Here is a very good and apt summary, and from a politician at that!


UK Climate Change Secretary Slams Deniers As ‘Dogmatic And Blinkered’

... Some excerpts on the science:

Two hundred years of good science – teasing out uncertainties, considering risk – has laid the foundation of what we now understand.

It screams out from decade upon decade of research.

The basic physics of climate change is irrefutable. Greenhouse gases warm the atmosphere and cause changes to the climate. Human activity is significantly contributing to the warming of our planet.

And on the mistaken notion that reading on climate action is bad for a country’s economy:

Too often, we are told that those who go low-carbon first will sacrifice their competitiveness. But as the Prime Minister set out last week, reaffirming our shared commitment to being the greenest government ever:

“We are in a global race and the countries that succeed in that race, the economies that will prosper, are those that are the greenest and the most energy efficient.”

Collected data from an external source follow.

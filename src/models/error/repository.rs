//! Storage failures shared by every repository backend.
use log::error;
use thiserror::Error;

use crate::models::ApiError;

#[derive(Debug, Error)]
pub enum RepositoryError {
    #[error("Entity not found: {0}")]
    NotFound(String),

    #[error("Failed to connect to storage: {0}")]
    ConnectionError(String),

    /// Duplicate ids and similar write conflicts.
    #[error("Constraint violated: {0}")]
    ConstraintViolation(String),

    #[error("Invalid data: {0}")]
    InvalidData(String),

    #[error("Storage operation failed: {0}")]
    Other(String),
}

/// Storage details stay in the log; clients only see a generic message.
impl From<RepositoryError> for ApiError {
    fn from(error: RepositoryError) -> Self {
        match error {
            RepositoryError::NotFound(msg) => ApiError::NotFound(msg),
            RepositoryError::ConstraintViolation(msg) => ApiError::BadRequest(msg),
            RepositoryError::ConnectionError(_) => {
                error!("Request failed: {}", error);
                ApiError::InternalError("Storage is unavailable".to_string())
            }
            other => {
                error!("Request failed: {}", other);
                ApiError::InternalError("Failed to access stored data".to_string())
            }
        }
    }
}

The real danger we face is being outpaced by other countries who are investing in clean, low-carbon economies. ...

And on those who deny the science:

You know, when I am confronted by some of the most dogmatic and blinkered people who deny that climate change is happening, I am reminded of the sentiment of the famous USA Today cartoon.

“If we really are wrong about climate change, we will have created a better world for nothing”. ...



No joke? Can you hear?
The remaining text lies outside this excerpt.